Now that markets have regained their footing, the conversation about bear markets has subsided and investors are preparing for a new assault on market highs.

Should they be thinking this way? After all, this bull market is very long in the tooth, surpassing seven years in duration. Bulls don't run forever. All good things come to an end. We all know that bulls are eventually followed by Bears.

It's only a matter of when it arrives, not if it arrives.

Should we care?

There are many different varieties of investors. Generally, they'll fall into three main categories and each will have their own needs and goals. You'll usually find some overlap between the groups since there are not many total purists among us.

Capital Gain Investors

Within this group, you'll find some hit and run investors, interested in quick, in and out, short-term capital gains. Get rich quick investors would feel comfortable in this category.

They might be day traders, or those who focus their attention on the next big thing and try to ride the coattails of a company that's at the forefront of a new drug or technology. Tesla comes to mind.

More patient investors who seek long-term capital gains would also reside here. They tend to be more analytical in their assessment of possible candidates for inclusion in their portfolios and allow for a longer time frame for their capital gains to develop and reward them.

Income Investors

Within this group, you'll generally find very conservative investors who like to invest in the asset class that is closest to a sure thing. For many, that would mean investing in FDIC insured guaranteed CDs or U.S. Government bonds of various maturities. Slightly more risk-accepting investors might buy government agency bonds which carry "implied" U.S. government backing.
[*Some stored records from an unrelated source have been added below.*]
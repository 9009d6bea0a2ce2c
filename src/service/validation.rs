//! Request body checks for appearance creation.

use crate::error::{AppError, RATING_OUT_OF_RANGE};
use crate::model::Rating;
use serde_json::{Map, Value};

pub struct RequestValidator;

fn integral(f: f64) -> Option<i64> {
    // i64::MAX is not representable as f64; the bound is exclusive.
    if f.is_finite() && f.fract() == 0.0 && f >= i64::MIN as f64 && f < i64::MAX as f64 {
        Some(f as i64)
    } else {
        None
    }
}

impl RequestValidator {
    /// The body must be a JSON object; fields are looked up individually afterwards.
    pub fn object(body: &Value) -> Result<&Map<String, Value>, AppError> {
        body.as_object()
            .ok_or_else(|| AppError::BadRequest("body must be a JSON object".into()))
    }

    /// Resolve an id field the way an INTEGER column compares against it:
    /// integers, integral floats (`1.0`) and numeric strings (`"1"`) name a row.
    /// Anything else (absent, null, `1.5`, `"abc"`, booleans) names nothing.
    pub fn id(body: &Map<String, Value>, field: &str) -> Option<i64> {
        match body.get(field)? {
            Value::Number(n) => n.as_i64().or_else(|| n.as_f64().and_then(integral)),
            Value::String(s) => {
                let s = s.trim();
                s.parse::<i64>()
                    .ok()
                    .or_else(|| s.parse::<f64>().ok().and_then(integral))
            }
            _ => None,
        }
    }

    /// `rating` must be a JSON integer in 1..=5. Floats, strings and booleans are rejected.
    pub fn rating(body: &Map<String, Value>) -> Result<Rating, AppError> {
        let n = match body.get("rating") {
            Some(Value::Number(n)) => n.as_i64(),
            _ => None,
        };
        n.ok_or_else(|| AppError::Validation(RATING_OUT_OF_RANGE.into()))
            .and_then(Rating::try_from)
    }
}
A step further up the risk scale you'll encounter the dividend growth investors. Their aim is to put together a collection of dividend-paying stocks with good histories of increasing those dividends on a regular basis.

Total Return Investors

Total return investors would like to have their cake, and eat it, too. They'll generally make their assessments as to suitability for their portfolios based on both factors. They seek a combination of capital gain and dividend income to get them to their goal.
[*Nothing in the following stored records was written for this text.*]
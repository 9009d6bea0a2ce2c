use crate::response::{ok, MessageBody};
use axum::response::IntoResponse;

pub const WELCOME: &str = "Welcome to the lateshow.";

pub async fn index() -> impl IntoResponse {
    ok(MessageBody { message: WELCOME })
}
Does A Bond Investor Fear A Bear Market?

Normally, a bear market is accompanied by recession which is characterized by contracting growth in the economy. At such times, interest rates usually decrease. I know, it's hard to believe that rates could go lower than they already are (the 10-year Treasury touched a new low of 1.37% on Tuesday), but lower they will go in recession. Perhaps, rates will finally rise in the next year or so, giving Treasury room to lower them once again when recession hits.
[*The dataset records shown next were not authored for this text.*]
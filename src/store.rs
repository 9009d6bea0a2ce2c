//! Database creation and connection pooling.

use crate::error::{AppError, ConfigError};
use sqlx::migrate::MigrateDatabase;
use sqlx::sqlite::{SqliteConnectOptions, SqlitePoolOptions};
use sqlx::{Sqlite, SqlitePool};
use std::str::FromStr;

pub const DEFAULT_DATABASE_URL: &str = "sqlite://lateshow.db";

fn is_in_memory(database_url: &str) -> bool {
    database_url.contains(":memory:") || database_url.contains("mode=memory")
}

/// Create the SQLite file behind `database_url` when it does not exist yet.
pub async fn ensure_database_exists(database_url: &str) -> Result<(), AppError> {
    if is_in_memory(database_url) {
        return Ok(());
    }
    if !Sqlite::database_exists(database_url).await? {
        tracing::info!(url = %database_url, "creating database");
        Sqlite::create_database(database_url).await?;
    }
    Ok(())
}

/// Open a pool with foreign key enforcement on every connection.
/// In-memory databases are pinned to a single, never-recycled connection.
pub async fn connect(database_url: &str, max_connections: u32) -> Result<SqlitePool, AppError> {
    let opts = SqliteConnectOptions::from_str(database_url)
        .map_err(|e| ConfigError::Invalid {
            key: "DATABASE_URL",
            value: database_url.to_string(),
            reason: e.to_string(),
        })?
        .foreign_keys(true);
    let pool = if is_in_memory(database_url) {
        SqlitePoolOptions::new()
            .max_connections(1)
            .min_connections(1)
            .idle_timeout(None)
            .max_lifetime(None)
            .connect_with(opts)
            .await?
    } else {
        SqlitePoolOptions::new()
            .max_connections(max_connections)
            .connect_with(opts)
            .await?
    };
    Ok(pool)
}

/// Fresh in-memory database with the schema applied.
pub async fn connect_in_memory() -> Result<SqlitePool, AppError> {
    let pool = connect("sqlite::memory:", 1).await?;
    crate::migration::apply_migrations(&pool).await?;
    Ok(pool)
}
In this case, as rates go lower, the prices of bonds that investors already own will trend higher (bond prices move inversely to interest rates). If those investors plan on liquidating their bonds for spending money in retirement, that will be a propitious development for them.

If they are not yet near retirement and have to roll over maturing bonds into new ones, they'll be out of luck. With rates contracting along with the next recession, those investors needing to roll over maturing bonds will have to accept still lower interest payments when they buy new bonds. Of course, lower interest rates will mean lower income. If they are then near retirement, they'll be in a tough position, having to live on less income than they might have supposed.

What About CD Investors?

Investors in federally insured CDs generally have nothing to fear as regards loss of capital. They simply need to make sure they don't go above the maximum insured amounts at any one institution, and that they don't make a withdrawal of principal before CD maturity which would occasion a penalty payment.

What this investor does have to fear is the very real degradation of his purchasing power. Even if he receives as much as 2% on a very long-dated CD, when inflation is subtracted (most observers agree it is higher than 2%), his real return will be negative.

Negative interest rates are beginning to sweep the globe as more and more governments issue bonds that investors are buying with the promise of getting back less in principal than what they invested.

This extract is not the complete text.